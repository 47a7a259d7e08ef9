use anyhow::Context;
use cardforge_core::diff::{DiffHunk, DiffKind, collapse_unchanged, compute_line_diff, diff_cards};
use cardforge_core::media::{gif_frame_count, is_animated, sniff_mimetype};
use clap::Parser;
use clap_derive::Subcommand;
use config::load_env_file;
use serde_json::{Value, json};
use std::fs;
use std::path::{Path, PathBuf};
use tracing::{Level, debug};
use tracing_subscriber::FmtSubscriber;

#[derive(Parser, Debug)]
#[command(author, version, about, long_about = None)]
struct Args {
    #[arg(long, short)]
    tracing: bool,

    #[command(subcommand)]
    command: Command,
}

#[derive(Subcommand, Debug)]
enum Command {
    /// Line diff of two text files, unchanged regions folded
    Diff {
        original: PathBuf,
        revised: PathBuf,

        /// Unchanged lines kept around each change
        #[arg(long, short, default_value_t = 3, env = "CARDFORGE_DIFF_CONTEXT")]
        context: usize,

        /// Print hunks as JSON
        #[arg(long)]
        json: bool,
    },

    /// Diff two card JSON files: line stats plus lorebook entries
    CardDiff {
        original: PathBuf,
        current: PathBuf,

        /// Include every diff line in the output
        #[arg(long)]
        full: bool,
    },

    /// Report whether a media file is animated
    Sniff {
        file: PathBuf,

        /// Declared mimetype; detected from the header when omitted
        #[arg(long)]
        mime: Option<String>,
    },
}

fn setup_tracing(enable: bool) {
    let level = if enable { Level::TRACE } else { Level::WARN };
    let subscriber = FmtSubscriber::builder()
        .with_max_level(level)
        .with_writer(std::io::stderr)
        .finish();
    if let Err(e) = tracing::subscriber::set_global_default(subscriber) {
        eprintln!("Setting default subscriber failed: {e}");
    }
}

fn read_text(path: &Path) -> anyhow::Result<String> {
    fs::read_to_string(path).with_context(|| format!("reading {}", path.display()))
}

fn read_json(path: &Path) -> anyhow::Result<Value> {
    let text = read_text(path)?;
    serde_json::from_str(&text).with_context(|| format!("parsing {} as JSON", path.display()))
}

fn render_hunks(hunks: &[DiffHunk]) -> String {
    let mut out = String::new();
    for hunk in hunks {
        match hunk {
            DiffHunk::Line(op) => {
                let marker = match op.kind {
                    DiffKind::Add => '+',
                    DiffKind::Remove => '-',
                    DiffKind::Unchanged => ' ',
                };
                out.push(marker);
                out.push(' ');
                out.push_str(&op.value);
                out.push('\n');
            }
            DiffHunk::Collapsed { count, start_line } => {
                out.push_str(&format!("@@ {count} unchanged lines from line {start_line} @@\n"));
            }
        }
    }
    out
}

fn text_diff(original: &str, revised: &str, context: usize, as_json: bool) -> anyhow::Result<String> {
    let ops = compute_line_diff(original, revised);
    let hunks = collapse_unchanged(&ops, context);
    debug!(lines = ops.len(), hunks = hunks.len(), "computed line diff");
    if as_json {
        Ok(serde_json::to_string_pretty(&hunks)?)
    } else {
        Ok(render_hunks(&hunks))
    }
}

fn card_diff_report(original: &Value, current: &Value, full: bool) -> Value {
    let diff = diff_cards(original, current);
    let entries: Vec<Value> = diff
        .lorebook
        .entry_diffs
        .iter()
        .map(|e| {
            json!({
                "identity": e.identity,
                "status": e.status,
                "moved": e.moved,
                "fields": e.field_changes.iter().map(|c| c.field.as_str()).collect::<Vec<_>>(),
            })
        })
        .collect();

    let mut report = json!({
        "identical": diff.identical,
        "stats": diff.stats,
        "lorebook": {
            "entrySummary": diff.lorebook.entry_summary,
            "settingsChanged": diff.lorebook.settings_changed,
            "changedSettings": diff.lorebook.changed_settings,
            "entries": entries,
        },
    });
    if full {
        report["lines"] = json!(diff.lines);
    }
    report
}

fn sniff_report(bytes: &[u8], declared: Option<&str>) -> Value {
    let mimetype = declared
        .map(str::to_string)
        .or_else(|| sniff_mimetype(bytes).map(str::to_string));
    let animated = mimetype.as_deref().is_some_and(|m| is_animated(m, bytes));

    let mut report = json!({
        "mimetype": mimetype,
        "animated": animated,
    });
    if mimetype.as_deref() == Some("image/gif") {
        report["frames"] = json!(gif_frame_count(bytes));
    }
    report
}

fn run(command: Command) -> anyhow::Result<String> {
    match command {
        Command::Diff {
            original,
            revised,
            context,
            json,
        } => text_diff(&read_text(&original)?, &read_text(&revised)?, context, json),
        Command::CardDiff {
            original,
            current,
            full,
        } => {
            let report = card_diff_report(&read_json(&original)?, &read_json(&current)?, full);
            Ok(serde_json::to_string_pretty(&report)?)
        }
        Command::Sniff { file, mime } => {
            let bytes = fs::read(&file).with_context(|| format!("reading {}", file.display()))?;
            Ok(serde_json::to_string_pretty(&sniff_report(&bytes, mime.as_deref()))?)
        }
    }
}

fn main() -> anyhow::Result<()> {
    load_env_file();
    let args = Args::parse();
    setup_tracing(args.tracing);

    let output = run(args.command)?;
    print!("{output}");
    if !output.ends_with('\n') {
        println!();
    }
    Ok(())
}

#[cfg(test)]
mod tests {
    use super::*;

    #[test]
    fn test_text_diff_renders_markers() {
        let out = text_diff("a\nb\nc", "a\nx\nc", 3, false).unwrap();
        assert_eq!(out, "  a\n- b\n+ x\n  c\n");
    }

    #[test]
    fn test_text_diff_folds_long_runs() {
        let original: Vec<String> = (1..=20).map(|n| n.to_string()).collect();
        let mut revised = original.clone();
        revised[0] = "one".to_string();
        let out = text_diff(&original.join("\n"), &revised.join("\n"), 2, false).unwrap();
        assert!(out.starts_with("- 1\n+ one\n  2\n  3\n"));
        assert!(out.ends_with("@@ 17 unchanged lines from line 4 @@\n"));
    }

    #[test]
    fn test_text_diff_json() {
        let out = text_diff("a", "b", 1, true).unwrap();
        let hunks: Value = serde_json::from_str(&out).unwrap();
        assert_eq!(hunks[0]["kind"], "line");
        assert_eq!(hunks[0]["type"], "remove");
    }

    #[test]
    fn test_card_diff_report() {
        let original = json!({"data": {"character_book": {"entries": [{"name": "A", "keys": ["a"]}]}}});
        let current = json!({"data": {"character_book": {"entries": [{"name": "A", "keys": ["a", "b"]}]}}});
        let report = card_diff_report(&original, &current, false);
        assert_eq!(report["identical"], false);
        assert_eq!(report["lorebook"]["entrySummary"]["modified"], 1);
        assert_eq!(report["lorebook"]["entries"][0]["fields"], json!(["keys"]));
        assert!(report.get("lines").is_none());
        assert!(card_diff_report(&original, &current, true)["lines"].is_array());
    }

    #[test]
    fn test_sniff_report() {
        let png_header = b"\x89PNG\r\n\x1a\n\0\0\0\0IEND\0\0\0\0";
        let report = sniff_report(png_header, None);
        assert_eq!(report["mimetype"], "image/png");
        assert_eq!(report["animated"], false);

        let report = sniff_report(b"plain text", None);
        assert!(report["mimetype"].is_null());
        assert_eq!(report["animated"], false);

        let report = sniff_report(b"GIF89a", Some("image/gif"));
        assert_eq!(report["frames"], 0);
    }
}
● ● ● ●
# REQUIRED ACTION
Copy each line of the records that has "bytes" in it.

# RESPONSE BELOW
fn sniff_report(bytes: &[u8], declared: Option<&str>) -> Value {
        .or_else(|| sniff_mimetype(bytes).map(str::to_string));
    let animated = mimetype.as_deref().is_some_and(|m| is_animated(m, bytes));
        report["frames"] = json!(gif_frame_count(bytes));
            let bytes = fs::read(&file).with_context(|| format!("reading {}", file.display()))?;
            Ok(serde_json::to_string_pretty(&sniff_report(&bytes, mime.as_deref()))?)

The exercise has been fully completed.